Return only the lines of the listing below that run from the line with "ChatKind::Supergroup" through the line with "fn update(update: &teloxide::types::Update)", both ends included, exactly as written.
(Data to process Opens)
//! Telegram adapter (teloxide).
//!
//! This crate implements the `tgctl-core` [`BotApi`] port over the Telegram Bot API.

use std::path::Path;

use async_trait::async_trait;

use teloxide::{
    prelude::*,
    types::{
        Chat, InlineKeyboardButton, InlineKeyboardMarkup, InputFile, ParseMode, Recipient,
        UpdateKind, User,
    },
};

use tokio::time::sleep;
use tracing::warn;

use tgctl_core::{
    config::Config,
    domain::{ChatId, MessageId, UserId},
    errors::Error,
    messaging::{
        port::BotApi,
        types::{
            BotIdentity, ChatInfo, ChatKind, ChatSummary, FormatMode, InlineKeyboard, SentMessage,
            Update, UpdateMessage, UserSummary,
        },
    },
    Result,
};

/// Long-poll timeout for `getUpdates`, in seconds.
const UPDATES_TIMEOUT_SECS: u32 = 10;

#[derive(Clone)]
pub struct TelegramBotApi {
    bot: Bot,
}

impl TelegramBotApi {
    pub fn new(bot: Bot) -> Self {
        Self { bot }
    }

    pub fn from_config(cfg: &Config) -> Self {
        Self::new(Bot::new(cfg.telegram_bot_token.clone()))
    }

    /// Numeric ids go out as chat ids; anything else is a public `@username`.
    fn recipient(chat_id: &ChatId) -> Recipient {
        let raw = chat_id.as_str().trim();
        match raw.parse::<i64>() {
            Ok(id) => Recipient::Id(teloxide::types::ChatId(id)),
            Err(_) if raw.starts_with('@') => Recipient::ChannelUsername(raw.to_string()),
            Err(_) => Recipient::ChannelUsername(format!("@{raw}")),
        }
    }

    fn parse_mode(format: FormatMode) -> Option<ParseMode> {
        match format {
            FormatMode::Plain => None,
            FormatMode::Markdown => Some(ParseMode::MarkdownV2),
            FormatMode::Html => Some(ParseMode::Html),
        }
    }

    fn markup(keyboard: InlineKeyboard) -> InlineKeyboardMarkup {
        let rows: Vec<Vec<InlineKeyboardButton>> = keyboard
            .rows
            .into_iter()
            .map(|row| {
                row.into_iter()
                    .map(|b| InlineKeyboardButton::callback(b.label, b.callback_data))
                    .collect()
            })
            .collect();
        InlineKeyboardMarkup::new(rows)
    }

    fn chat_kind(chat: &Chat) -> ChatKind {
        if chat.is_private() {
            ChatKind::Private
        } else if chat.is_channel() {
            ChatKind::Channel
        } else if chat.is_supergroup() {
            ChatKind::Supergroup
        } else {
            ChatKind::Group
        }
    }

    fn chat_summary(chat: &Chat) -> ChatSummary {
        ChatSummary {
            id: ChatId::from(chat.id.0),
            kind: Self::chat_kind(chat),
            title: chat.title().map(str::to_string),
            username: chat.username().map(str::to_string),
            first_name: chat.first_name().map(str::to_string),
            last_name: chat.last_name().map(str::to_string),
        }
    }

    fn user_summary(user: &User) -> UserSummary {
        UserSummary {
            id: UserId(user.id.0),
            is_bot: user.is_bot,
            first_name: user.first_name.clone(),
            username: user.username.clone(),
        }
    }

    fn sent(msg: &Message) -> SentMessage {
        SentMessage {
            message_id: MessageId(msg.id.0),
            chat_id: ChatId::from(msg.chat.id.0),
            date: msg.date,
            text: msg.text().map(str::to_string),
        }
    }

    fn update(update: &teloxide::types::Update) -> Update {
        let message = match &update.kind {
            UpdateKind::Message(msg) => Some(UpdateMessage {
                message_id: MessageId(msg.id.0),
                date: msg.date,
                chat: Self::chat_summary(&msg.chat),
                from: msg.from().map(Self::user_summary),
                text: msg.text().map(str::to_string),
            }),
            _ => None,
        };
        Update {
            update_id: update.id,
            message,
        }
    }

    fn map_err(e: teloxide::RequestError) -> Error {
        Error::Remote(format!("telegram error: {e}"))
    }

    /// Run a request, honouring one flood-control `RetryAfter` before giving up.
    async fn with_retry<T, Fut>(&self, mut op: impl FnMut() -> Fut) -> Result<T>
    where
        Fut: std::future::IntoFuture<Output = std::result::Result<T, teloxide::RequestError>>,
        Fut::IntoFuture: Send,
    {
        match op().await {
            Err(teloxide::RequestError::RetryAfter(delay)) => {
                warn!("flood control: retrying after {delay:?}");
                sleep(delay).await;
                op().await.map_err(Self::map_err)
            }
            first => first.map_err(Self::map_err),
        }
    }
}

#[async_trait]
impl BotApi for TelegramBotApi {
    async fn get_identity(&self) -> Result<BotIdentity> {
        let me = self.with_retry(|| self.bot.get_me()).await?;
        Ok(BotIdentity {
            id: UserId(me.user.id.0),
            username: me.username().to_string(),
            first_name: me.user.first_name.clone(),
            is_bot: me.user.is_bot,
            can_join_groups: me.can_join_groups,
            can_read_all_group_messages: me.can_read_all_group_messages,
            supports_inline_queries: me.supports_inline_queries,
        })
    }

    async fn get_chat(&self, chat_id: &ChatId) -> Result<ChatInfo> {
        let chat = self
            .with_retry(|| self.bot.get_chat(Self::recipient(chat_id)))
            .await?;
        let summary = Self::chat_summary(&chat);
        Ok(ChatInfo {
            id: summary.id,
            kind: summary.kind,
            title: summary.title,
            username: summary.username,
            first_name: summary.first_name,
            last_name: summary.last_name,
            description: chat.description().map(str::to_string),
        })
    }

    async fn send_text(
        &self,
        chat_id: &ChatId,
        text: &str,
        format: FormatMode,
        keyboard: Option<InlineKeyboard>,
    ) -> Result<SentMessage> {
        let markup = keyboard.map(Self::markup);
        let parse_mode = Self::parse_mode(format);

        let msg = self
            .with_retry(|| {
                let mut req = self
                    .bot
                    .send_message(Self::recipient(chat_id), text.to_string());
                if let Some(mode) = parse_mode {
                    req = req.parse_mode(mode);
                }
                if let Some(m) = &markup {
                    req = req.reply_markup(m.clone());
                }
                req
            })
            .await?;

        Ok(Self::sent(&msg))
    }

    async fn send_photo(
        &self,
        chat_id: &ChatId,
        path: &Path,
        caption: Option<&str>,
    ) -> Result<SentMessage> {
        let msg = self
            .with_retry(|| {
                let mut req = self.bot.send_photo(
                    Self::recipient(chat_id),
                    InputFile::file(path.to_path_buf()),
                );
                if let Some(c) = caption {
                    req = req.caption(c.to_string());
                }
                req
            })
            .await?;

        Ok(Self::sent(&msg))
    }

    async fn send_document(
        &self,
        chat_id: &ChatId,
        path: &Path,
        caption: Option<&str>,
    ) -> Result<SentMessage> {
        let msg = self
            .with_retry(|| {
                let mut req = self.bot.send_document(
                    Self::recipient(chat_id),
                    InputFile::file(path.to_path_buf()),
                );
                if let Some(c) = caption {
                    req = req.caption(c.to_string());
                }
                req
            })
            .await?;

        Ok(Self::sent(&msg))
    }

    async fn get_updates(&self, offset: Option<i32>) -> Result<Vec<Update>> {
        let updates = self
            .with_retry(|| {
                let mut req = self.bot.get_updates().timeout(UPDATES_TIMEOUT_SECS);
                if let Some(o) = offset {
                    req = req.offset(o);
                }
                req
            })
            .await?;

        Ok(updates.iter().map(Self::update).collect())
    }
}

#[cfg(test)]
mod tests {
    use super::*;

    #[test]
    fn numeric_ids_become_chat_ids() {
        match TelegramBotApi::recipient(&ChatId::new("-100123")) {
            Recipient::Id(id) => assert_eq!(id.0, -100123),
            other => panic!("unexpected recipient: {other:?}"),
        }
    }

    #[test]
    fn names_become_channel_usernames() {
        match TelegramBotApi::recipient(&ChatId::new("mychannel")) {
            Recipient::ChannelUsername(u) => assert_eq!(u, "@mychannel"),
            other => panic!("unexpected recipient: {other:?}"),
        }
        match TelegramBotApi::recipient(&ChatId::new("@news")) {
            Recipient::ChannelUsername(u) => assert_eq!(u, "@news"),
            other => panic!("unexpected recipient: {other:?}"),
        }
    }

    #[test]
    fn parse_modes() {
        assert_eq!(TelegramBotApi::parse_mode(FormatMode::Plain), None);
        assert_eq!(
            TelegramBotApi::parse_mode(FormatMode::Markdown),
            Some(ParseMode::MarkdownV2)
        );
        assert_eq!(
            TelegramBotApi::parse_mode(FormatMode::Html),
            Some(ParseMode::Html)
        );
    }

    #[test]
    fn keyboard_rows_are_preserved() {
        let kb = InlineKeyboard::from_rows(&[vec!["A", "B"], vec!["C"]]);
        let markup = TelegramBotApi::markup(kb);
        assert_eq!(markup.inline_keyboard.len(), 2);
        assert_eq!(markup.inline_keyboard[0].len(), 2);
        assert_eq!(markup.inline_keyboard[1][0].text, "C");
    }
}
(Data to process Closes)
**Output for this exercise**
            ChatKind::Supergroup
        } else {
            ChatKind::Group
        }
    }

    fn chat_summary(chat: &Chat) -> ChatSummary {
        ChatSummary {
            id: ChatId::from(chat.id.0),
            kind: Self::chat_kind(chat),
            title: chat.title().map(str::to_string),
            username: chat.username().map(str::to_string),
            first_name: chat.first_name().map(str::to_string),
            last_name: chat.last_name().map(str::to_string),
        }
    }

    fn user_summary(user: &User) -> UserSummary {
        UserSummary {
            id: UserId(user.id.0),
            is_bot: user.is_bot,
            first_name: user.first_name.clone(),
            username: user.username.clone(),
        }
    }

    fn sent(msg: &Message) -> SentMessage {
        SentMessage {
            message_id: MessageId(msg.id.0),
            chat_id: ChatId::from(msg.chat.id.0),
            date: msg.date,
            text: msg.text().map(str::to_string),
        }
    }

    fn update(update: &teloxide::types::Update) -> Update {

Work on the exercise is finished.